What happens in a clinical trial depends on the ‘protocol.’ A protocol is a detailed plan that explains the purpose of the clinical trial and how it will be run. If you consider joining a clinical trial, these details will be explained to you as part of the informed consent process.
- the length of the clinical trial
- the study medicines, procedures, and tests in the clinical trial
- the schedule of study activities
- information about who can participate
- how side effects will be tracked, managed, and reported
- the rules that must be followed
- As part of a clinical trial, your study-related medical care is provided by the study team at the location where you’re participating. This includes the principal investigator (or study doctor) — the healthcare professional who conducts and takes responsibility for the trial at that location — as well as other clinical study team members.
- During your clinical trial, you may also continue to see your regular medical doctors for any care that is not related to the study. It is important for you to tell your study team about other conditions you might have, and to let them know which other doctors are caring for you. This helps the study team coordinate your overall care.
- If you participate, the clinical trial will provide study-related medical care, and your regular medical doctors will address the other aspects of your health. Your regular medical doctors can also work with the study team to understand the details of the study and any impact it may have on your regular medical care.

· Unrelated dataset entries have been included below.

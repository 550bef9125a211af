//! Per-registration properties controlling which [behaviors](crate::behavior) decorate a
//! component adapter.
//!
//! Behavior factories consume the characteristics they understand. Whatever is left after
//! decoration makes the registration fail, so typos in configuration don't go unnoticed.

use itertools::Itertools;
use std::fmt::{Display, Formatter};

/// Default name of the guard component.
pub const DEFAULT_GUARD: &str = "guard";

#[derive(Clone, Debug, Eq, PartialEq, Hash)]
pub enum Characteristic {
    /// Store and reuse the first instance.
    Cache,
    NoCache,
    /// Store and reuse one instance per thread.
    ThreadCache,
    /// Make the component available only via its aliases.
    HideImpl,
    NoHideImpl,
    /// Serialize instance creation.
    Lock,
    NoLock,
    /// Instantiate when the container starts.
    Automatic,
    /// Require the named guard component to be resolvable before creating an instance.
    Guard(String),
    /// Ignore default characteristics of the container.
    None,
}

impl Characteristic {
    /// [Characteristic::Guard] with the default guard name.
    pub fn guard() -> Self {
        Self::Guard(DEFAULT_GUARD.to_string())
    }

    // Characteristics sharing a slot override each other.
    fn slot(&self) -> u8 {
        match self {
            Self::Cache | Self::NoCache | Self::ThreadCache => 0,
            Self::HideImpl | Self::NoHideImpl => 1,
            Self::Lock | Self::NoLock => 2,
            Self::Automatic => 3,
            Self::Guard(_) => 4,
            Self::None => 5,
        }
    }
}

impl Display for Characteristic {
    fn fmt(&self, f: &mut Formatter<'_>) -> std::fmt::Result {
        match self {
            Self::Cache => f.write_str("cache"),
            Self::NoCache => f.write_str("no-cache"),
            Self::ThreadCache => f.write_str("thread-cache"),
            Self::HideImpl => f.write_str("hide-impl"),
            Self::NoHideImpl => f.write_str("no-hide-impl"),
            Self::Lock => f.write_str("lock"),
            Self::NoLock => f.write_str("no-lock"),
            Self::Automatic => f.write_str("automatic"),
            Self::Guard(guard) => write!(f, "guard({guard})"),
            Self::None => f.write_str("none"),
        }
    }
}

/// A set of [Characteristic]s with at most one entry per kind.
#[derive(Clone, Debug, Default, Eq, PartialEq)]
pub struct Characteristics(Vec<Characteristic>);

impl Characteristics {
    pub fn new() -> Self {
        Self::default()
    }

    /// Adds a characteristic, replacing any conflicting one (e.g. `Cache` replaces `NoCache`).
    pub fn with(mut self, characteristic: Characteristic) -> Self {
        self.insert(characteristic);
        self
    }

    pub fn insert(&mut self, characteristic: Characteristic) {
        let slot = characteristic.slot();
        self.0.retain(|existing| existing.slot() != slot);
        self.0.push(characteristic);
    }

    /// Returns a copy of this set overridden by given characteristics.
    pub fn merge(&self, overrides: &Characteristics) -> Self {
        overrides
            .0
            .iter()
            .cloned()
            .fold(self.clone(), |merged, characteristic| {
                merged.with(characteristic)
            })
    }

    #[inline]
    pub fn contains(&self, characteristic: &Characteristic) -> bool {
        self.0.contains(characteristic)
    }

    /// Removes (consumes) a characteristic, returning if it was present.
    pub fn remove(&mut self, characteristic: &Characteristic) -> bool {
        let count = self.0.len();
        self.0.retain(|existing| existing != characteristic);
        count != self.0.len()
    }

    /// Consumes a guard characteristic, returning the guard name.
    pub fn take_guard(&mut self) -> Option<String> {
        let position = self
            .0
            .iter()
            .position(|characteristic| matches!(characteristic, Characteristic::Guard(_)))?;

        match self.0.remove(position) {
            Characteristic::Guard(guard) => Some(guard),
            _ => None,
        }
    }

    #[inline]
    pub fn is_empty(&self) -> bool {
        self.0.is_empty()
    }

    pub fn iter(&self) -> impl Iterator<Item = &Characteristic> {
        self.0.iter()
    }
}

impl Display for Characteristics {
    fn fmt(&self, f: &mut Formatter<'_>) -> std::fmt::Result {
        write!(f, "[{}]", self.0.iter().join(", "))
    }
}

impl From<Characteristic> for Characteristics {
    fn from(value: Characteristic) -> Self {
        Self(vec![value])
    }
}

impl FromIterator<Characteristic> for Characteristics {
    fn from_iter<T: IntoIterator<Item = Characteristic>>(iter: T) -> Self {
        iter.into_iter().fold(Self::default(), Self::with)
    }
}

impl<const N: usize> From<[Characteristic; N]> for Characteristics {
    fn from(value: [Characteristic; N]) -> Self {
        value.into_iter().collect()
    }
}
// note: this example assumes you've analyzed the previous ones

use picocontainer::container::ContainerBuilder;
use picocontainer::instance_provider::ComponentInstancePtr;
use picocontainer::Component;
use std::sync::Arc;

#[derive(Component)]
struct Settings {
    #[component(name = "greeting")]
    greeting: ComponentInstancePtr<String>,
}

#[derive(Component)]
struct RequestHandler {
    // not registered in the child container, so it's resolved from the parent
    settings: ComponentInstancePtr<Settings>,
}

fn main() {
    let application = Arc::new(ContainerBuilder::new().with_name("application").with_caching().build());
    application
        .add_config("greeting", "Hello from the parent!".to_string())
        .expect("error registering greeting")
        .add_component::<Settings>()
        .expect("error registering Settings");

    // child containers see components of their parents, but not the other way around
    let request = application.make_child_container();
    request
        .add_component::<RequestHandler>()
        .expect("error registering RequestHandler");

    let handler = request
        .component::<RequestHandler>()
        .expect("error creating RequestHandler");

    // prints "Hello from the parent!"
    println!("{}", handler.settings.greeting);

    // prints "false"
    println!("{}", application.component_option::<RequestHandler>().expect("error resolving RequestHandler").is_some());

    // starting the parent starts its children as well
    application.start().expect("error starting containers");
    application.dispose().expect("error disposing containers");
}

All clinical trials have possible risks. The known and unknown risks of participating in a specific study will be explained to you during the informed consent process that happens before you decide whether to participate.
Clinical researchers must follow guidelines and regulatory requirements to help protect the rights, safety, and well-being of clinical trial participants. These include Good Clinical Practice (GCP). GCP is an international ethical and scientific quality standard for designing and conducting clinical trials.
There are also many entities that provide oversight of clinical trials. These include health authorities or regulators, institutional review boards and independent ethics committees, and data safety and monitoring boards.
We encourage everybody to consider joining clinical trials. There are many types of clinical trials that study different aspects of health in people with a variety of backgrounds and conditions. Each clinical trial has its own criteria for who may participate. These are called eligibility criteria.
Eligibility criteria include things like your age, sex, overall health, type of condition, and your medical treatment history. As part of the steps to join a clinical trial, the study doctor will confirm whether you meet all eligibility criteria and are able to participate.
Participation in a clinical trial is always voluntary. The decision to join is personal, and it is yours.
Pfizer generally covers the cost of the study medicines and procedures that are part of our clinical trials.
Pfizer is also committed to reimbursing participants for reasonable clinical trial-related expenses such as transportation, parking, and meals. Because each study is different, we encourage you to ask the study team any questions you have. You can also refer to the informed consent document for the details about any costs for study participants and study-related reimbursement.